Assez d’hypocrisie!

Le Canada est en émoi depuis que le Globe and Mail a révélé que le bureau du premier ministre (BPM) Trudeau était intervenu auprès de la ministre de la Justice et procureure générale Jody Wilson-Raybould pour qu’elle applique au cas de SNC-Lavalin la nouvelle disposition du Code criminel autorisant la négociation d’un « accord de réparation » en lieu et place d’un procès criminel.

Le BPM a-t-il exercé des pressions indues sur la ministre, comme le prétend l’opposition, ou s’est-il contenté de lui suggérer d’opter pour cette procédure instituée précisément pour sauver SNC ? La nuance est importante puisque, règle générale, le politique ne doit pas intervenir dans le judiciaire.
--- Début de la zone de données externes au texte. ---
//! Bounded-concurrency batch dispatcher.
//!
//! A batch goes through four steps:
//!
//! 1. **Intake**: every submitted string is validated. Invalid ones resolve
//!    to `Failed{InvalidIdentifier}` immediately and never take a permit.
//! 2. **Bootstrap**: if the adapter needs a session, it is established once.
//!    When that fails, every valid identifier resolves to
//!    `Failed{BootstrapFailed}` and no request is built.
//! 3. **Fan-out**: one task per valid identifier. A task holds one of
//!    `concurrency_limit` permits from acquisition until its lookup resolves.
//!    Permits are handed out in submission order before each task is spawned.
//! 4. **Settle**: task results go through the [`FailureClassifier`], so a
//!    task that died without producing an outcome still yields one.
//!
//! Dropping a running batch (cancellation, deadline) aborts every
//! outstanding task.

use std::panic::AssertUnwindSafe;
use std::sync::Arc;
use std::time::{Duration, Instant};

use futures::FutureExt;
use tokio::sync::Semaphore;
use tokio::task::JoinSet;
use tokio_util::sync::CancellationToken;
use tracing::{debug, error, info};

use crate::adapter::{EndpointAdapter, EndpointId, SessionToken};
use crate::classifier::{FailureClassifier, OpaqueFailure};
use crate::config::LookupConfig;
use crate::domain::OrganizationCode;
use crate::error::{BatchError, ConfigError};
use crate::http_client::HttpClient;
use crate::lookup::lookup;
use crate::outcome::{FailureCause, LookupOutcome};
use crate::throttling::RequestThrottle;

/// Runs batches of lookups against one endpoint adapter.
#[derive(Clone)]
pub struct Dispatcher {
    adapter: Arc<dyn EndpointAdapter>,
    http: Arc<dyn HttpClient>,
    config: LookupConfig,
    throttle: Option<RequestThrottle>,
}

impl Dispatcher {
    /// Create a dispatcher.
    ///
    /// # Errors
    ///
    /// Returns [`ConfigError`] when `config` fails validation.
    pub fn new(
        adapter: Arc<dyn EndpointAdapter>,
        http: Arc<dyn HttpClient>,
        config: LookupConfig,
    ) -> Result<Self, ConfigError> {
        config.validate()?;
        let throttle = config.requests_per_second.map(RequestThrottle::per_second);

        Ok(Self {
            adapter,
            http,
            config,
            throttle,
        })
    }

    pub fn endpoint(&self) -> EndpointId {
        self.adapter.id()
    }

    pub fn config(&self) -> &LookupConfig {
        &self.config
    }

    /// Resolve every submitted identifier to exactly one outcome.
    ///
    /// Outcomes for invalid identifiers come first; the rest follow in
    /// completion order.
    pub async fn run<I, S>(&self, codes: I) -> Vec<LookupOutcome>
    where
        I: IntoIterator<Item = S>,
        S: AsRef<str>,
    {
        let submitted: Vec<String> = codes
            .into_iter()
            .map(|code| code.as_ref().to_owned())
            .collect();
        self.dispatch(submitted).await
    }

    /// Like [`Dispatcher::run`], but gives up as soon as `cancel` fires.
    ///
    /// # Errors
    ///
    /// Returns [`BatchError::Cancelled`]; outstanding lookups are aborted.
    pub async fn run_cancellable<I, S>(
        &self,
        codes: I,
        cancel: &CancellationToken,
    ) -> Result<Vec<LookupOutcome>, BatchError>
    where
        I: IntoIterator<Item = S>,
        S: AsRef<str>,
    {
        tokio::select! {
            biased;
            () = cancel.cancelled() => {
                info!(endpoint = %self.endpoint(), "batch cancelled");
                Err(BatchError::Cancelled)
            }
            outcomes = self.run(codes) => Ok(outcomes),
        }
    }

    /// Like [`Dispatcher::run`], bounded by an overall deadline.
    ///
    /// # Errors
    ///
    /// Returns [`BatchError::DeadlineExceeded`]; outstanding lookups are aborted.
    pub async fn run_with_deadline<I, S>(
        &self,
        codes: I,
        deadline: Duration,
    ) -> Result<Vec<LookupOutcome>, BatchError>
    where
        I: IntoIterator<Item = S>,
        S: AsRef<str>,
    {
        tokio::time::timeout(deadline, self.run(codes))
            .await
            .map_err(|_| {
                info!(endpoint = %self.endpoint(), ?deadline, "batch deadline exceeded");
                BatchError::DeadlineExceeded { deadline }
            })
    }

    /// Look up a single identifier, bootstrapping a session if needed.
    pub async fn lookup_one(&self, code: &str) -> LookupOutcome {
        let org_code = match OrganizationCode::parse(code) {
            Ok(org_code) => org_code,
            Err(error) => return invalid_identifier(code, &error.to_string()),
        };

        let token = match self.bootstrap().await {
            Ok(token) => token,
            Err(message) => {
                return LookupOutcome::failed(org_code.as_str(), FailureCause::BootstrapFailed { message });
            }
        };

        let task = lookup(
            self.adapter.as_ref(),
            self.http.as_ref(),
            &org_code,
            token.as_ref(),
            &self.config,
        );
        match AssertUnwindSafe(task).catch_unwind().await {
            Ok(outcome) => outcome,
            Err(panic) => {
                let failure =
                    OpaqueFailure::attributed(org_code.as_str(), panic_message("lookup", panic.as_ref()));
                FailureClassifier::for_batch([code]).classify(&failure)
            }
        }
    }

    async fn dispatch(&self, submitted: Vec<String>) -> Vec<LookupOutcome> {
        let started = Instant::now();
        let endpoint = self.endpoint();
        let mut outcomes = Vec::with_capacity(submitted.len());
        let mut valid = Vec::with_capacity(submitted.len());

        for raw in &submitted {
            match OrganizationCode::parse(raw) {
                Ok(code) => valid.push(code),
                Err(error) => {
                    debug!(%endpoint, org_code = %raw, %error, "rejected at intake");
                    outcomes.push(invalid_identifier(raw, &error.to_string()));
                }
            }
        }

        info!(
            %endpoint,
            submitted = submitted.len(),
            valid = valid.len(),
            limit = self.config.concurrency_limit,
            "dispatching batch"
        );

        if valid.is_empty() {
            return outcomes;
        }

        let token = match self.bootstrap().await {
            Ok(token) => token.map(Arc::new),
            Err(message) => {
                error!(%endpoint, %message, "session bootstrap failed; failing batch");
                outcomes.extend(valid.into_iter().map(|code| {
                    LookupOutcome::failed(
                        code.as_str(),
                        FailureCause::BootstrapFailed {
                            message: message.clone(),
                        },
                    )
                }));
                return outcomes;
            }
        };

        let permits = Arc::new(Semaphore::new(self.config.concurrency_limit));
        let mut tasks = JoinSet::new();
        let mut results = Vec::with_capacity(valid.len());

        // Permits are taken before spawning; lookups start in submission order.
        for code in valid {
            let Ok(permit) = Arc::clone(&permits).acquire_owned().await else {
                results.push(Err(OpaqueFailure::attributed(code.as_str(), "permit pool closed")));
                continue;
            };
            let adapter = Arc::clone(&self.adapter);
            let http = Arc::clone(&self.http);
            let throttle = self.throttle.clone();
            let token = token.clone();
            let config = self.config.clone();

            tasks.spawn(async move {
                let _permit = permit;
                if let Some(throttle) = &throttle {
                    throttle.until_ready().await;
                }

                let task = lookup(
                    adapter.as_ref(),
                    http.as_ref(),
                    &code,
                    token.as_deref(),
                    &config,
                );
                AssertUnwindSafe(task)
                    .catch_unwind()
                    .await
                    .map_err(|panic| {
                        OpaqueFailure::attributed(code.as_str(), panic_message("lookup", panic.as_ref()))
                    })
            });
        }

        while let Some(joined) = tasks.join_next().await {
            results.push(joined.unwrap_or_else(|error| Err(OpaqueFailure::new(error.to_string()))));
        }

        outcomes.extend(FailureClassifier::for_batch(&submitted).settle(results));

        info!(
            %endpoint,
            outcomes = outcomes.len(),
            elapsed_ms = started.elapsed().as_millis() as u64,
            "batch complete"
        );
        outcomes
    }

    /// Run the adapter's bootstrap, if any, under the request timeout.
    ///
    /// A panic while building or driving the bootstrap fails the batch, not the caller.
    async fn bootstrap(&self) -> Result<Option<SessionToken>, String> {
        let timeout = self.config.request_timeout;
        let pending = std::panic::catch_unwind(AssertUnwindSafe(|| {
            self.adapter.bootstrap(self.http.as_ref(), timeout)
        }))
        .map_err(|panic| bootstrap_panicked(panic.as_ref()))?;
        let Some(pending) = pending else {
            return Ok(None);
        };

        debug!(endpoint = %self.endpoint(), "bootstrapping session");
        match tokio::time::timeout(timeout, AssertUnwindSafe(pending).catch_unwind()).await {
            Ok(Ok(Ok(token))) => Ok(Some(token)),
            Ok(Ok(Err(error))) => Err(error.message().to_owned()),
            Ok(Err(panic)) => Err(bootstrap_panicked(panic.as_ref())),
            Err(_) => Err(format!("bootstrap timed out after {timeout:?}")),
        }
    }
}

impl std::fmt::Debug for Dispatcher {
    fn fmt(&self, f: &mut std::fmt::Formatter<'_>) -> std::fmt::Result {
        f.debug_struct("Dispatcher")
            .field("endpoint", &self.endpoint())
            .field("config", &self.config)
            .field("throttle", &self.throttle)
            .finish_non_exhaustive()
    }
}

fn invalid_identifier(raw: &str, message: &str) -> LookupOutcome {
    LookupOutcome::failed(
        raw,
        FailureCause::InvalidIdentifier {
            message: message.to_owned(),
        },
    )
}

fn bootstrap_panicked(panic: &(dyn std::any::Any + Send)) -> String {
    panic_message("bootstrap", panic)
}

fn panic_message(stage: &str, panic: &(dyn std::any::Any + Send)) -> String {
    if let Some(message) = panic.downcast_ref::<&str>() {
        format!("{stage} panicked: {message}")
    } else if let Some(message) = panic.downcast_ref::<String>() {
        format!("{stage} panicked: {message}")
    } else {
        format!("{stage} panicked")
    }
}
Il existe des cas comme celui-ci où la jurisprudence et le gros bon sens imposent qu’un ministre de la Justice consulte ses collègues et même des experts externes avant de prendre une décision aux conséquences importantes pour le pays.

Répétons la question de départ : le BPM a-t-il exercé une pression indue sur Mme Wilson-Raybould ? M. Trudeau répond que non, mais l’opposition ne le croit évidemment pas.

Hier, à la demande du NPD, le commissaire à l’éthique, Mario Dion, a annoncé qu’il enquêterait. Fort bien, mais cela ne réglera pas le fond du problème.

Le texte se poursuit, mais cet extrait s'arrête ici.